## What to produce
Nothing less than an exact copy of all the records is required.

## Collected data
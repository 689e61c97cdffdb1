// src/dag/scheduler.rs

use std::collections::HashMap;

use tokio::time::Instant;
use tracing::{debug, info, warn};

use crate::dag::node_info::{NodeInfo, RunState};
use crate::dag::scheduler_step::SchedulerStep;
use crate::dag::state_manager::{ReadOnlyStateManager, StateManager};
use crate::engine::NodeOutcome;
use crate::graph::{NodeId, ProvisionGraph};

/// Scheduler holds the immutable provisioning graph plus mutable apply state.
///
/// It is responsible for:
/// - deciding when a node is ready (every dependency succeeded)
/// - recording start / completion instants and outcomes
/// - blocking the transitive dependents of a node that failed or timed out
///
/// It never performs IO; the engine feeds it events and dispatches what it
/// returns.
#[derive(Debug)]
pub struct Scheduler {
    graph: ProvisionGraph,
    nodes: HashMap<NodeId, NodeInfo>,
    started: bool,
}

impl Scheduler {
    pub fn from_graph(graph: &ProvisionGraph) -> Self {
        let nodes = graph
            .nodes()
            .map(|n| (n.id.clone(), NodeInfo::from_node(n)))
            .collect();

        Self {
            graph: graph.clone(),
            nodes,
            started: false,
        }
    }

    pub fn graph(&self) -> &ProvisionGraph {
        &self.graph
    }

    /// Read-only view of a node's state; `None` for unknown ids.
    pub fn run_state_of(&self, node: &str) -> Option<RunState> {
        self.nodes.get(node).map(|info| info.run_state)
    }

    pub fn node_info(&self, node: &str) -> Option<&NodeInfo> {
        self.nodes.get(node)
    }

    /// Per-node state in declaration order.
    pub fn node_infos(&self) -> impl Iterator<Item = &NodeInfo> {
        self.graph.node_ids().filter_map(|id| self.nodes.get(id))
    }

    /// Whether every dependency of `node` has succeeded. `None` for unknown ids.
    pub fn deps_satisfied(&self, node: &str) -> Option<bool> {
        let info = self.nodes.get(node)?;
        Some(ReadOnlyStateManager::new(&self.nodes).deps_satisfied_for_info(info))
    }

    /// True once the apply started and every node is terminal.
    pub fn is_finished(&self) -> bool {
        self.started && self.nodes.values().all(|info| info.run_state.is_terminal())
    }

    /// Begin an apply: every node goes back to `Pending` and the roots become `Ready`.
    pub fn start_apply(&mut self) -> SchedulerStep {
        for info in self.nodes.values_mut() {
            info.reset();
        }
        self.started = true;
        debug!(nodes = self.nodes.len(), "scheduler: starting apply");

        let mut manager = StateManager::new(&self.graph, &mut self.nodes);
        let newly_ready = manager.collect_new_ready_nodes();
        let apply_finished = manager.all_nodes_terminal();

        SchedulerStep {
            newly_ready,
            newly_blocked: Vec::new(),
            apply_finished,
        }
    }

    /// The executor picked the node up (`Ready → Running`).
    pub fn handle_started(&mut self, node: &str, at: Instant) {
        match self.nodes.get_mut(node) {
            Some(info) if info.run_state == RunState::Ready => {
                info.run_state = RunState::Running;
                info.started_at = Some(at);
                debug!(node = %info.id, "node running");
            }
            Some(info) => {
                warn!(node = %info.id, state = %info.run_state, "start reported for node that is not Ready; ignoring");
            }
            None => warn!(node = %node, "start reported for unknown node; ignoring"),
        }
    }

    /// Record a node's outcome and return what changed.
    pub fn handle_completion(&mut self, node: &str, outcome: NodeOutcome, at: Instant) -> SchedulerStep {
        let mut step = SchedulerStep::default();

        let Some(info) = self.nodes.get_mut(node) else {
            warn!(node = %node, "completion for unknown node; ignoring");
            return step;
        };

        if !matches!(info.run_state, RunState::Ready | RunState::Running) {
            warn!(node = %info.id, state = %info.run_state, "completion for node that is not in flight; ignoring");
            return step;
        }

        let outcome_is_timeout = matches!(outcome, NodeOutcome::TimedOut(_));
        if info.started_at.is_none() {
            info.started_at = Some(at);
        }
        info.completed_at = Some(at);

        match outcome {
            NodeOutcome::Succeeded { executed } => {
                info.run_state = RunState::Succeeded;
                info.executed = executed;
                info!(node = %info.id, executed, "node succeeded");

                let mut manager = StateManager::new(&self.graph, &mut self.nodes);
                step.newly_ready = manager.collect_new_ready_nodes();
            }
            NodeOutcome::Failed(message) | NodeOutcome::TimedOut(message) => {
                info.run_state = if outcome_is_timeout {
                    RunState::TimedOut
                } else {
                    RunState::Failed
                };
                warn!(
                    node = %info.id,
                    state = %info.run_state,
                    error = %message,
                    "node did not succeed; blocking dependents"
                );
                info.error = Some(message);

                let mut manager = StateManager::new(&self.graph, &mut self.nodes);
                step.newly_blocked = manager.mark_dependents_blocked(node);
            }
        }

        step.apply_finished = self.is_finished();
        if step.apply_finished {
            info!("scheduler: every node terminal; apply finished");
        }
        step
    }
}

## Answer below
repository 689e61c97cdffdb1
// src/dag/scheduler.rs

use std::collections::HashMap;

use tokio::time::Instant;
use tracing::{debug, info, warn};

use crate::dag::node_info::{NodeInfo, RunState};
use crate::dag::scheduler_step::SchedulerStep;
use crate::dag::state_manager::{ReadOnlyStateManager, StateManager};
use crate::engine::NodeOutcome;
use crate::graph::{NodeId, ProvisionGraph};

/// Scheduler holds the immutable provisioning graph plus mutable apply state.
///
/// It is responsible for:
/// - deciding when a node is ready (every dependency succeeded)
/// - recording start / completion instants and outcomes
/// - blocking the transitive dependents of a node that failed or timed out
///
/// It never performs IO; the engine feeds it events and dispatches what it
/// returns.
#[derive(Debug)]
pub struct Scheduler {
    graph: ProvisionGraph,
    nodes: HashMap<NodeId, NodeInfo>,
    started: bool,
}

impl Scheduler {
    pub fn from_graph(graph: &ProvisionGraph) -> Self {
        let nodes = graph
            .nodes()
            .map(|n| (n.id.clone(), NodeInfo::from_node(n)))
            .collect();

        Self {
            graph: graph.clone(),
            nodes,
            started: false,
        }
    }

    pub fn graph(&self) -> &ProvisionGraph {
        &self.graph
    }

    /// Read-only view of a node's state; `None` for unknown ids.
    pub fn run_state_of(&self, node: &str) -> Option<RunState> {
        self.nodes.get(node).map(|info| info.run_state)
    }

    pub fn node_info(&self, node: &str) -> Option<&NodeInfo> {
        self.nodes.get(node)
    }

    /// Per-node state in declaration order.
    pub fn node_infos(&self) -> impl Iterator<Item = &NodeInfo> {
        self.graph.node_ids().filter_map(|id| self.nodes.get(id))
    }

    /// Whether every dependency of `node` has succeeded. `None` for unknown ids.
    pub fn deps_satisfied(&self, node: &str) -> Option<bool> {
        let info = self.nodes.get(node)?;
        Some(ReadOnlyStateManager::new(&self.nodes).deps_satisfied_for_info(info))
    }

    /// True once the apply started and every node is terminal.
    pub fn is_finished(&self) -> bool {
        self.started && self.nodes.values().all(|info| info.run_state.is_terminal())
    }

    /// Begin an apply: every node goes back to `Pending` and the roots become `Ready`.
    pub fn start_apply(&mut self) -> SchedulerStep {
        for info in self.nodes.values_mut() {
            info.reset();
        }
        self.started = true;
        debug!(nodes = self.nodes.len(), "scheduler: starting apply");

        let mut manager = StateManager::new(&self.graph, &mut self.nodes);
        let newly_ready = manager.collect_new_ready_nodes();
        let apply_finished = manager.all_nodes_terminal();

        SchedulerStep {
            newly_ready,
            newly_blocked: Vec::new(),
            apply_finished,
        }
    }

    /// The executor picked the node up (`Ready → Running`).
    pub fn handle_started(&mut self, node: &str, at: Instant) {
        match self.nodes.get_mut(node) {
            Some(info) if info.run_state == RunState::Ready => {
                info.run_state = RunState::Running;
                info.started_at = Some(at);
                debug!(node = %info.id, "node running");
            }
            Some(info) => {
                warn!(node = %info.id, state = %info.run_state, "start reported for node that is not Ready; ignoring");
            }
            None => warn!(node = %node, "start reported for unknown node; ignoring"),
        }
    }

    /// Record a node's outcome and return what changed.
    pub fn handle_completion(&mut self, node: &str, outcome: NodeOutcome, at: Instant) -> SchedulerStep {
        let mut step = SchedulerStep::default();

        let Some(info) = self.nodes.get_mut(node) else {
            warn!(node = %node, "completion for unknown node; ignoring");
            return step;
        };

        if !matches!(info.run_state, RunState::Ready | RunState::Running) {
            warn!(node = %info.id, state = %info.run_state, "completion for node that is not in flight; ignoring");
            return step;
        }

        let outcome_is_timeout = matches!(outcome, NodeOutcome::TimedOut(_));
        if info.started_at.is_none() {
            info.started_at = Some(at);
        }
        info.completed_at = Some(at);

        match outcome {
            NodeOutcome::Succeeded { executed } => {
                info.run_state = RunState::Succeeded;
                info.executed = executed;
                info!(node = %info.id, executed, "node succeeded");

                let mut manager = StateManager::new(&self.graph, &mut self.nodes);
                step.newly_ready = manager.collect_new_ready_nodes();
            }
            NodeOutcome::Failed(message) | NodeOutcome::TimedOut(message) => {
                info.run_state = if outcome_is_timeout {
                    RunState::TimedOut
                } else {
                    RunState::Failed
                };
                warn!(
                    node = %info.id,
                    state = %info.run_state,
                    error = %message,
                    "node did not succeed; blocking dependents"
                );
                info.error = Some(message);

                let mut manager = StateManager::new(&self.graph, &mut self.nodes);
                step.newly_blocked = manager.mark_dependents_blocked(node);
            }
        }

        step.apply_finished = self.is_finished();
        if step.apply_finished {
            info!("scheduler: every node terminal; apply finished");
        }
        step
    }
}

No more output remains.